Fraktionen fordern schnelle Aufklärung des Wirecard-Skandals
Alle Fraktionen haben eine schnelle Aufklärung des Wirecard-Skandals gefordert. Der Münchener Finanzdienstleister hatte Konkurs anmelden müssen, nachdem in der Bilanz 1,9 Milliarden Euro und damit ein Drittel der Bilanzsumme nicht nachweisbar waren. Dr. Danyal Bayaz (Fraktion Bündnis 90/Die Grünen) erinnerte am Donnerstag, 2. Juli 2020, in einer von seiner Fraktion beantragten Aktuellen Stunde des Deutschen Bundestages zum Thema daran, dass Wirecard nicht der erste Finanzskandal sei und forderte: „Wir müssen jetzt endlich aus den Fehlern lernen und Strukturen schaffen, damit effektiv geprüft wird. Das muss der Hauptzweck der Aufklärung sein.“
Wirtschaftsprüfer hatten die falschen Angaben in den Bilanzen des zum Deutschen Aktienindex (DAX) gehörenden Konzerns offenbart jahrelang nicht bemerkt. Bayaz kritisierte Regierung, Finanzaufsicht und Prüfer wegen „kollektiver Unverantwortlichkeit“. Man habe es offenbar mit Strukturen zu tun, die eine effektive Prüfung unmöglich machen würden. Schon seit Jahren hätten ausländische Journalisten immer wieder den Finger in die Wunde gelegt: „Zum Dank wurden sie von staatlichen Behörden angezeigt“, kritisierte Bayaz.

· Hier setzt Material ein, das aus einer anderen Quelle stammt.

//! Energy systems supply heat to building types, either with one unit per building or from a
//! central plant.
use crate::curve::CostCurve;
use crate::energy_carrier::EnergyCarrierID;
use crate::error::EngineError;
use crate::id::{define_id_getter, define_id_type};
use indexmap::IndexMap;
use serde_string_enum::DeserializeLabeledStringEnum;
use std::str::FromStr;
use strum::{Display, EnumIter};

define_id_type! {EnergySystemID}

/// A map of [`EnergySystem`]s, keyed by energy system ID
pub type EnergySystemMap = IndexMap<EnergySystemID, EnergySystem>;

/// Cost curves for an energy system, keyed by the part of the system and the kind of cost
pub type CostCurveMap = IndexMap<(CurveScale, CostCategory), CostCurve>;

/// How an energy system is arranged
#[derive(PartialEq, Eq, Debug, Clone, Copy, Hash, Display)]
#[strum(serialize_all = "snake_case")]
pub enum SystemCategory {
    /// One plant serving many buildings through a network, plus a substation in each building
    Centralized,
    /// One unit per building
    Decentralized,
    /// The system has no cost of its own (e.g. the existing system is kept)
    None,
}

impl FromStr for SystemCategory {
    type Err = EngineError;

    fn from_str(s: &str) -> Result<Self, Self::Err> {
        match s.trim() {
            "centralized" => Ok(Self::Centralized),
            "decentralized" => Ok(Self::Decentralized),
            "none" => Ok(Self::None),
            other => Err(EngineError::UnknownSystemCategory(other.to_string())),
        }
    }
}

/// The part of an energy system a cost curve applies to
#[derive(
    PartialEq, Eq, Debug, Clone, Copy, Hash, DeserializeLabeledStringEnum, Display, EnumIter,
)]
#[strum(serialize_all = "snake_case")]
pub enum CurveScale {
    /// The unit installed in each building (the whole system, for decentralised systems)
    #[string = "substation"]
    Substation,
    /// Central fuel or heat intake
    #[string = "intake"]
    Intake,
    /// Central heat generation
    #[string = "generation"]
    Generation,
    /// The distribution network
    #[string = "circulation"]
    Circulation,
}

impl CurveScale {
    /// Whether this part belongs to the central plant
    pub fn is_centralized(&self) -> bool {
        !matches!(self, Self::Substation)
    }
}

/// The kind of cost described by a cost curve
#[derive(
    PartialEq, Eq, Debug, Clone, Copy, Hash, DeserializeLabeledStringEnum, Display, EnumIter,
)]
#[strum(serialize_all = "snake_case")]
pub enum CostCategory {
    /// Investment cost
    #[string = "investment"]
    Investment,
    /// Annual maintenance cost
    #[string = "maintenance"]
    Maintenance,
    /// Embodied emissions (kg CO2-eq)
    #[string = "embodied"]
    Embodied,
}

/// A heat-supply system which can be assigned to building types
#[derive(PartialEq, Debug, Clone)]
pub struct EnergySystem {
    /// Unique identifier for the energy system (e.g. "GAS_BOILER")
    pub id: EnergySystemID,
    /// Human-readable name
    pub name: String,
    /// How the system is arranged
    pub category: SystemCategory,
    /// Efficiency of the system (for centralised systems, of the central plant)
    pub efficiency: f64,
    /// Coefficient of performance (for heat pumps; 1 otherwise)
    pub cop: f64,
    /// Lifetime in years
    pub lifetime: u32,
    /// The energy carrier consumed by the system
    pub energy_carrier_id: EnergyCarrierID,
    /// Cost, maintenance and embodied-emissions curves
    pub cost_curves: CostCurveMap,
}
define_id_getter! {EnergySystem, EnergySystemID}

impl EnergySystem {
    /// Get the cost curve for a part of the system, if there is one
    pub fn cost_curve(&self, scale: CurveScale, category: CostCategory) -> Option<&CostCurve> {
        self.cost_curves.get(&(scale, category))
    }

    /// Check that the system can be sized and costed
    pub fn check_valid(&self) -> Result<(), EngineError> {
        let invalid = |reason: &str| EngineError::InvalidEnergySystem {
            system_id: self.id.clone(),
            reason: reason.to_string(),
        };

        if self.energy_carrier_id.is_empty() {
            return Err(invalid("no energy carrier given"));
        }
        if self.lifetime == 0 {
            return Err(invalid("lifetime must be greater than zero"));
        }
        if !(self.efficiency.is_finite() && self.efficiency > 0.0) {
            return Err(invalid("efficiency must be a finite number greater than zero"));
        }

        Ok(())
    }
}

CDU/CSU: Skandal hat den Finanzplatz erschüttert
„Der Skandal hat den Finanzplatz Deutschland erschüttert“, stellte Matthias Hauer (CDU/CSU) zu dem „einmaligen Vorgang in der deutschen Wirtschaftsgeschichte“ fest. Unternehmen und Finanzaufsicht müssten verlässlich und ordnungsgemäß agieren. „Ein solcher Fall darf sich in Deutschland nicht wiederholen“, forderte Hauer. Die CDU/CSU-Fraktion erwarte, dass der Skandal „konsequent und lückenlos“ aufgeklärt werde.
Hauer kritisierte Finanzminister Olaf Scholz (SPD), der erklärt habe, die Aufsichtsbehörden hätten im Fall Wirecard ihren Job gemacht: „Das war in höchstem Maße irritierend. Das klang nicht wie der Startschuss für eine dringend notwendige politische Aufarbeitung.“ Hauer lehnte es ab, nach diesem Vorfall der Bundesanstalt für Finanzdienstleistungsaufsicht (BaFin) noch zusätzliche Aufgaben zuzuweisen wie das Betreiben von Vergleichs-Websites im Internet oder die Übernahme der Aufsicht über die 38.000 Finanzanlagenvermittler in Deutschland.
AfD: Hausgemachter Anlegerskandal
Die schon als Gesetzentwurf vorliegende Planung zur Übernahmen der Aufsicht über die Finanzanlagenvermittler wurde auch von AfD- und FDP-Fraktion strikt abgelehnt. Grundsätzliche Kritik an der Arbeit der BaFin übte Kay Gottschalk (AfD): „Deutschland braucht keine Behörde, die hinterher wie bei Prokon und P&R erklären kann, was falsch lief. Die BaFin muss entweder grundlegend reformiert und mit mehr Prüfungsrechten ausgestattet werden, oder sie gehört als unnützes Kostenmonster weg.“
Gottschalk gab Regierung und Koalition eine Mitverantwortung für den „größten deutschen Bilanzbetrug im Leitindex DAX, ein hausgemachter Anlegerskandal“. Der Gesetzgeber habe komplett versagt, weil er ein FinTech wie Wirecard nicht der Gesamtaufsicht der BaFin unterstellt habe.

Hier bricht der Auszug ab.